And, until I started NaNoWriMo in 2011, I had no idea what it meant to write. Yes, I am a writing teacher, and I work with my students in choices of topics and offer feedback on the six traits of writing (ideas, word choice, organization, voice, sentence fluency, conventions).

And the writing process. I hate the formulaic five paragraph essay, but you know it gets them past the standardized writing test, if they remember the voice and word choice we work on all year. And if they edit.

But that first year when my eighth graders and I entered NaNoWriMo, my ideas about writing changed. I rediscovered the sense in the writing pedagogy of Peter Elbow. And Donald Graves. And James Moffett. And Donald Murray.

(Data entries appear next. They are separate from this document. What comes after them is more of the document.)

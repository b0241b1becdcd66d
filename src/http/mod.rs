//! HTTP protocol handling subsystem.
//!
//! # Data Flow
//! ```text
//! TCP connection
//!     → server.rs (Axum setup, layer order)
//!     → request.rs (request ID)
//!     → cors.rs (response headers, preflight)
//!     → body.rs (JSON / form deserialization)
//!     → routes (mounted router groups)
//!     → error.rs (JSON error envelope on any failure)
//!     → Send to client
//! ```

pub mod body;
pub mod cors;
pub mod error;
pub mod request;
pub mod server;

pub use body::{JsonBody, ParsedBody};
pub use error::{ApiError, ErrorEnvelope};
pub use request::{MakeRequestUuid, X_REQUEST_ID};
pub use server::{AppState, HttpServer};
//! Error envelope for every client-facing failure.
//!
//! # Responsibilities
//! - Carry an optional status code, message and data payload from any stage
//! - Render `{"message": ..., "data": ...}` with the chosen status
//! - Log the raw error before it leaves the process
//!
//! # Design Decisions
//! - Absent fields are omitted from the body, present ones pass through
//!   verbatim (empty strings and `null` included)
//! - Missing status code means 500
//! - Rendering never fails

use std::any::Any;
use std::error::Error as StdError;
use std::fmt;
use std::sync::Arc;

use axum::{
    http::StatusCode,
    response::{IntoResponse, Response},
    Json,
};
use serde::Serialize;
use serde_json::Value;

use crate::db::DatabaseError;

type Source = Arc<dyn StdError + Send + Sync>;

/// An error raised by a pipeline stage or a mounted router.
#[derive(Clone, Default)]
pub struct ApiError {
    status_code: Option<StatusCode>,
    message: Option<String>,
    data: Option<Value>,
    source: Option<Source>,
}

/// Wire shape of [`ApiError`].
#[derive(Debug, Clone, PartialEq, Serialize)]
pub struct ErrorEnvelope {
    #[serde(skip_serializing_if = "Option::is_none")]
    pub message: Option<String>,

    #[serde(skip_serializing_if = "Option::is_none")]
    pub data: Option<Value>,
}

impl ApiError {
    /// An error with an explicit status code.
    pub fn new(status: StatusCode, message: impl Into<String>) -> Self {
        Self {
            status_code: Some(status),
            message: Some(message.into()),
            ..Self::default()
        }
    }

    /// An error without a status code; rendered as 500.
    pub fn unclassified(message: impl Into<String>) -> Self {
        Self {
            message: Some(message.into()),
            ..Self::default()
        }
    }

    pub fn bad_request(message: impl Into<String>) -> Self {
        Self::new(StatusCode::BAD_REQUEST, message)
    }

    pub fn not_found(message: impl Into<String>) -> Self {
        Self::new(StatusCode::NOT_FOUND, message)
    }

    pub fn with_data(mut self, data: impl Into<Value>) -> Self {
        self.data = Some(data.into());
        self
    }

    /// Attach the underlying error for the operator log. Never sent to clients.
    pub fn with_source(mut self, source: impl Into<Box<dyn StdError + Send + Sync>>) -> Self {
        self.source = Some(Arc::from(source.into()));
        self
    }

    pub fn status_code(&self) -> Option<StatusCode> {
        self.status_code
    }

    pub fn message(&self) -> Option<&str> {
        self.message.as_deref()
    }

    pub fn data(&self) -> Option<&Value> {
        self.data.as_ref()
    }

    /// Status the response is sent with.
    pub fn status(&self) -> StatusCode {
        self.status_code.unwrap_or(StatusCode::INTERNAL_SERVER_ERROR)
    }

    pub fn envelope(&self) -> ErrorEnvelope {
        ErrorEnvelope {
            message: self.message.clone(),
            data: self.data.clone(),
        }
    }

    /// Convert a caught panic payload into an unclassified error.
    pub fn from_panic(payload: Box<dyn Any + Send + 'static>) -> Self {
        let message = if let Some(s) = payload.downcast_ref::<String>() {
            s.clone()
        } else if let Some(s) = payload.downcast_ref::<&str>() {
            (*s).to_string()
        } else {
            "Unknown panic".to_string()
        };
        Self::unclassified(message)
    }
}

impl fmt::Debug for ApiError {
    fn fmt(&self, f: &mut fmt::Formatter<'_>) -> fmt::Result {
        let mut s = f.debug_struct("ApiError");
        s.field("status_code", &self.status_code.map(|c| c.as_u16()))
            .field("message", &self.message)
            .field("data", &self.data);
        if let Some(source) = &self.source {
            s.field("source", &format_chain(source.as_ref()));
        }
        s.finish()
    }
}

impl fmt::Display for ApiError {
    fn fmt(&self, f: &mut fmt::Formatter<'_>) -> fmt::Result {
        match &self.message {
            Some(message) => write!(f, "{} {}", self.status().as_u16(), message),
            None => write!(f, "{}", self.status().as_u16()),
        }
    }
}

impl StdError for ApiError {
    fn source(&self) -> Option<&(dyn StdError + 'static)> {
        self.source
            .as_deref()
            .map(|s| s as &(dyn StdError + 'static))
    }
}

fn format_chain(err: &(dyn StdError + 'static)) -> String {
    let mut out = err.to_string();
    let mut current = err.source();
    while let Some(cause) = current {
        out.push_str(": ");
        out.push_str(&cause.to_string());
        current = cause.source();
    }
    out
}

impl IntoResponse for ApiError {
    fn into_response(self) -> Response {
        tracing::error!(error = ?self, "Request failed");
        (self.status(), Json(self.envelope())).into_response()
    }
}

impl From<DatabaseError> for ApiError {
    fn from(err: DatabaseError) -> Self {
        Self::unclassified(err.to_string()).with_source(err)
    }
}

impl From<mongodb::error::Error> for ApiError {
    fn from(err: mongodb::error::Error) -> Self {
        Self::unclassified(err.to_string()).with_source(err)
    }
}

Who would have thought that five teen boys and three teen girls would write for over an hour each day, and then type! You could hear a pin drop. Then they would huddle together and share the bits and pieces of the happenings in their stories. It was amazing. One year, the students invited writing buddies from another state to join them in their Google docs, students also in the project whom they had never met but had collaborated on previous projects. They were all so excited to be authors, wordsmiths to their own stories.

I explained to the students how I started with an idea, a spark. A girl named Blue (for the color of skies long past), lilac bushes, and a gargoyle that blinked. I started writing… “Once upon a time, a long time ago, depending on the time you are in, lived a ten year old girl named Blue.” And I kept writing for 50,000+ words. Just writing. The story developed each day on its own. I put my fingers on the keyboard and from my mind to the page, I created a new world with people not known before; it developed and coalesced and every detail emerged from what was written before in a flow that imagined the rest tomorrow. And today when I write, I close my eyes and imagine my story, letting those images, characters, actions, events fill my page. I just write. And each year my students would ask, “Have you written what happened next to Blue?” — and then proceed to write their own stories.

I remember reading somewhere that Stephen King starts his stories with a question and then wove the answer into his spellbinding tales. I’ve also read that writers just write. As a teacher, that just seems so simple, too simple. What about a plan, a structure? Details? Strong verbs?

So, I would introduce a backup plan for those who needed it — the excellent NaNoWriMo curriculum, and I did present lessons in reading class tying the writing to literary elements as required by our state standards. However, the students drove the purpose with each other in their discussions and sharing. We would draft on paper (except for two who were hyper-typers), and then type that day’s creations in Google Docs. The students share the doc with each other and with me, their teacher. Google Docs allow feedback through comments, but most often the students would simply sit together in front of the screen, reading and talking about their drafts. We grew into a stronger writing community. And once the shared writing conversations began, though a prewriting plan helped some students, the spinning of their tales as they wrote needed only the seeds of their imagination and the opportunity to share to keep the momentum and stories flowing.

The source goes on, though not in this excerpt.